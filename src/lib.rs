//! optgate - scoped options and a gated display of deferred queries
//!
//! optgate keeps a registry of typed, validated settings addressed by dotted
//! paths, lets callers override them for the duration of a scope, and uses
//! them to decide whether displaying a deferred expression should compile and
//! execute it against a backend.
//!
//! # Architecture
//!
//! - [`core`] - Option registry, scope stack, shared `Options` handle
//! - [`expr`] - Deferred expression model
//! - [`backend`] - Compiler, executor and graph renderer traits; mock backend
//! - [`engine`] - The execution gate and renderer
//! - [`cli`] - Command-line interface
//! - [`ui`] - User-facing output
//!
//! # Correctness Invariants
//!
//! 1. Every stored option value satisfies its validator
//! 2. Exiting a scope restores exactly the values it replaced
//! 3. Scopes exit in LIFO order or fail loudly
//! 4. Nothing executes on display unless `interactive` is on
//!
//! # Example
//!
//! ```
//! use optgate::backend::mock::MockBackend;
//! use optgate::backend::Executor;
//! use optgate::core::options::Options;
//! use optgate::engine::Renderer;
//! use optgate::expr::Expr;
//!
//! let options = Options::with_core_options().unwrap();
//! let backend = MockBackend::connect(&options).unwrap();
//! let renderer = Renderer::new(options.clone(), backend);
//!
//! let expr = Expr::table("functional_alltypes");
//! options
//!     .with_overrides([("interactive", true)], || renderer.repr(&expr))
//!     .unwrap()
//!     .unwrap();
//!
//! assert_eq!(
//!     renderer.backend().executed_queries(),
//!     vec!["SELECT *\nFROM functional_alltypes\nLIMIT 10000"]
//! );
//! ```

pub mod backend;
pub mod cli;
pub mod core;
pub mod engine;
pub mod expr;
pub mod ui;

**Task statement:**
Take each line of the listing above and set it down again exactly.

**Answer box:**
filename src/lib.rs
//! optgate - scoped options and a gated display of deferred queries
//!
//! optgate keeps a registry of typed, validated settings addressed by dotted
//! paths, lets callers override them for the duration of a scope, and uses
//! them to decide whether displaying a deferred expression should compile and
//! execute it against a backend.
//!
//! # Architecture
//!
//! - [`core`] - Option registry, scope stack, shared `Options` handle
//! - [`expr`] - Deferred expression model
//! - [`backend`] - Compiler, executor and graph renderer traits; mock backend
//! - [`engine`] - The execution gate and renderer
//! - [`cli`] - Command-line interface
//! - [`ui`] - User-facing output
//!
//! # Correctness Invariants
//!
//! 1. Every stored option value satisfies its validator
//! 2. Exiting a scope restores exactly the values it replaced
//! 3. Scopes exit in LIFO order or fail loudly
//! 4. Nothing executes on display unless `interactive` is on
//!
//! # Example
//!
//! ```
//! use optgate::backend::mock::MockBackend;
//! use optgate::backend::Executor;
//! use optgate::core::options::Options;
//! use optgate::engine::Renderer;
//! use optgate::expr::Expr;
//!
//! let options = Options::with_core_options().unwrap();
//! let backend = MockBackend::connect(&options).unwrap();
//! let renderer = Renderer::new(options.clone(), backend);
//!
//! let expr = Expr::table("functional_alltypes");
//! options
//!     .with_overrides([("interactive", true)], || renderer.repr(&expr))
//!     .unwrap()
//!     .unwrap();
//!
//! assert_eq!(
//!     renderer.backend().executed_queries(),
//!     vec!["SELECT *\nFROM functional_alltypes\nLIMIT 10000"]
//! );
//! ```

pub mod backend;
pub mod cli;
pub mod core;
pub mod engine;
pub mod expr;
pub mod ui;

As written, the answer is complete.